Database Migration Service 完全兼容来自自行管理和 Amazon RDS 来源的加密 SQL Server 备份。 您可以将加密密钥上传到 Google Cloud ,以便 Database Migration Service 可以安全地解密您的数据并将其加载到 Cloud SQL for SQL Server 目标 实例,而不会损害您的数据安全性。
如果您想使用加密的备份文件,则必须加密您用于迁移中包含的特定数据库的每个备份文件 (完整备份、差分备份、事务日志)。也就是说,如果您想加密完整备份文件,则还必须加密您用于该数据库的差分备份文件和事务日志文件。所有备份文件都必须使用相同的密钥进行加密。
备份加密是按数据库进行评估的。例如,如果您从来源 SQL Server 实例迁移两个数据库:my-business-database 和
my-other-database,则可以独立地为 my-business-database 或 my-other-database 或这两个数据库使用加密备份。
如需为迁移使用加密备份,请执行以下步骤:
备份来源 SQL Server 实例并使用加密功能。

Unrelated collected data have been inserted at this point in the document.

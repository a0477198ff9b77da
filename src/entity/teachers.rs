//! 教师实体

use sea_orm::entity::prelude::*;

use super::to_datetime;

#[derive(Clone, Debug, PartialEq, DeriveEntityModel)]
#[sea_orm(table_name = "teachers")]
pub struct Model {
    #[sea_orm(primary_key)]
    pub id: i64,
    #[sea_orm(unique)]
    pub user_id: i64,
    #[sea_orm(unique)]
    pub teacher_no: String,
    pub dept_id: Option<i64>,
    pub title: Option<String>,
    pub hire_date: Option<Date>,
    pub status: bool,
    pub created_at: i64,
    pub updated_at: i64,
}

#[derive(Copy, Clone, Debug, EnumIter, DeriveRelation)]
pub enum Relation {
    #[sea_orm(
        belongs_to = "super::users::Entity",
        from = "Column::UserId",
        to = "super::users::Column::Id",
        on_delete = "Cascade"
    )]
    User,
    #[sea_orm(
        belongs_to = "super::departments::Entity",
        from = "Column::DeptId",
        to = "super::departments::Column::Id",
        on_delete = "SetNull"
    )]
    Department,
    #[sea_orm(has_many = "super::course_offerings::Entity")]
    CourseOfferings,
}

impl Related<super::users::Entity> for Entity {
    fn to() -> RelationDef {
        Relation::User.def()
    }
}

impl Related<super::departments::Entity> for Entity {
    fn to() -> RelationDef {
        Relation::Department.def()
    }
}

impl Related<super::course_offerings::Entity> for Entity {
    fn to() -> RelationDef {
        Relation::CourseOfferings.def()
    }
}

impl ActiveModelBehavior for ActiveModel {}

impl Model {
    pub fn into_teacher(self) -> crate::models::teachers::entities::Teacher {
        crate::models::teachers::entities::Teacher {
            id: self.id,
            user_id: self.user_id,
            teacher_no: self.teacher_no,
            dept_id: self.dept_id,
            title: self.title,
            hire_date: self.hire_date,
            status: self.status,
            created_at: to_datetime(self.created_at),
            updated_at: to_datetime(self.updated_at),
        }
    }
}
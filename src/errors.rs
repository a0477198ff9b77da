//! 统一错误处理模块
//!
//! 使用宏自动生成错误类型，支持错误代码和类型名称。

use std::fmt;

/// 定义错误类型的宏
///
/// 自动生成：
/// - enum 定义
/// - code() / error_type() / message() 方法
/// - snake_case 便捷构造函数
macro_rules! define_school_errors {
    ($(
        $variant:ident($code:literal, $type_name:literal)
    ),* $(,)?) => {
        #[derive(Debug, Clone)]
        pub enum SchoolSystemError {
            $($variant(String),)*
        }

        impl SchoolSystemError {
            /// 获取错误代码
            pub fn code(&self) -> &'static str {
                match self {
                    $(SchoolSystemError::$variant(_) => $code,)*
                }
            }

            /// 获取错误类型名称
            pub fn error_type(&self) -> &'static str {
                match self {
                    $(SchoolSystemError::$variant(_) => $type_name,)*
                }
            }

            /// 获取错误详情
            pub fn message(&self) -> &str {
                match self {
                    $(SchoolSystemError::$variant(msg) => msg,)*
                }
            }
        }

        paste::paste! {
            impl SchoolSystemError {
                $(
                    pub fn [<$variant:snake>]<T: Into<String>>(msg: T) -> Self {
                        SchoolSystemError::$variant(msg.into())
                    }
                )*
            }
        }
    };
}

define_school_errors! {
    CacheConnection("E001", "Cache Connection Error"),
    CachePluginNotFound("E002", "Cache Plugin Not Found"),
    DatabaseConfig("E003", "Database Configuration Error"),
    DatabaseConnection("E004", "Database Connection Error"),
    DatabaseOperation("E005", "Database Operation Error"),
    Validation("E006", "Validation Error"),
    NotFound("E007", "Resource Not Found"),
    Conflict("E008", "Resource Conflict"),
    Serialization("E009", "Serialization Error"),
    DateParse("E010", "Date Parse Error"),
    Authentication("E011", "Authentication Error"),
    Authorization("E012", "Authorization Error"),
    Io("E013", "IO Error"),
}

impl SchoolSystemError {
    /// 格式化为简洁输出
    pub fn format_simple(&self) -> String {
        format!("{}: {}", self.error_type(), self.message())
    }

    /// 是否为业务冲突（唯一约束、状态不允许等）
    pub fn is_conflict(&self) -> bool {
        matches!(self, SchoolSystemError::Conflict(_))
    }
}

impl fmt::Display for SchoolSystemError {
    fn fmt(&self, f: &mut fmt::Formatter<'_>) -> fmt::Result {
        write!(f, "{}", self.format_simple())
    }
}

impl std::error::Error for SchoolSystemError {}

impl From<sea_orm::DbErr> for SchoolSystemError {
    fn from(err: sea_orm::DbErr) -> Self {
        // 唯一约束与外键约束属于业务冲突
        match err.sql_err() {
            Some(sea_orm::SqlErr::UniqueConstraintViolation(msg))
            | Some(sea_orm::SqlErr::ForeignKeyConstraintViolation(msg)) => {
                SchoolSystemError::Conflict(msg)
            }
            _ => SchoolSystemError::DatabaseOperation(err.to_string()),
        }
    }
}

impl From<std::io::Error> for SchoolSystemError {
    fn from(err: std::io::Error) -> Self {
        SchoolSystemError::Io(err.to_string())
    }
}

impl From<serde_json::Error> for SchoolSystemError {
    fn from(err: serde_json::Error) -> Self {
        SchoolSystemError::Serialization(err.to_string())
    }
}

impl From<chrono::ParseError> for SchoolSystemError {
    fn from(err: chrono::ParseError) -> Self {
        SchoolSystemError::DateParse(err.to_string())
    }
}

pub type Result<T> = std::result::Result<T, SchoolSystemError>;

#[cfg(test)]
mod tests {
    use super::*;

    #[test]
    fn test_error_codes() {
        assert_eq!(SchoolSystemError::cache_connection("test").code(), "E001");
        assert_eq!(SchoolSystemError::database_config("test").code(), "E003");
        assert_eq!(SchoolSystemError::validation("test").code(), "E006");
        assert_eq!(SchoolSystemError::conflict("test").code(), "E008");
        assert_eq!(SchoolSystemError::authentication("test").code(), "E011");
    }

    #[test]
    fn test_error_types() {
        assert_eq!(
            SchoolSystemError::not_found("test").error_type(),
            "Resource Not Found"
        );
        assert_eq!(
            SchoolSystemError::validation("test").error_type(),
            "Validation Error"
        );
    }

    #[test]
    fn test_format_simple() {
        let err = SchoolSystemError::conflict("课程容量已满");
        let formatted = err.format_simple();
        assert!(formatted.contains("Resource Conflict"));
        assert!(formatted.contains("课程容量已满"));
        assert!(err.is_conflict());
    }

    #[test]
    fn test_from_db_err() {
        let err: SchoolSystemError = sea_orm::DbErr::Custom("boom".into()).into();
        assert_eq!(err.code(), "E005");
        assert!(err.message().contains("boom"));
    }
}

将加密密钥保存在安全的位置,以便稍后将其上传到 Cloud Storage。请参阅 Microsoft 文档中的备份加密。
将加密密钥上传 到 Cloud Storage 存储桶。
仅限 Google Cloud CLI:创建 JSON 格式的映射文件,以将 加密密钥与迁移作业中包含的相关数据库进行匹配。 映射文件是一个对象数组,每个对象都代表单个数据库的映射。示例配置文件:
[ { "database": "db1", "encryptionOptions": { "certPath": "Path to certificate 1", "pvkPath": "Path to certificate private key 1", "pvkPassword": "Private key password 1" } }, { "database": "db2", "encryptionOptions": { "certPath": "Path to certificate 2", "pvkPath": "Path to certificate private key 2", "pvkPassword": "Private key password 2" } } ]其中:
database是数据库标识符。该标识符必须与 Cloud Storage 中的数据库文件夹名称一致。certPath、pvkPath和pvkPassword是证书文件的 Cloud Storage 路径,格式为gs://BUCKET_NAME/OBJECT_NAME。 例如:gs://my-bucket-name/certificate-folder/certificate-key-file1。 如需了解详情,请参阅 Cloud Storage 文档中的 对象命名空间 。
在创建更多备份文件(差分备份文件或事务日志文件)时,请确保使用与完整备份相同的加密密钥对其进行加密。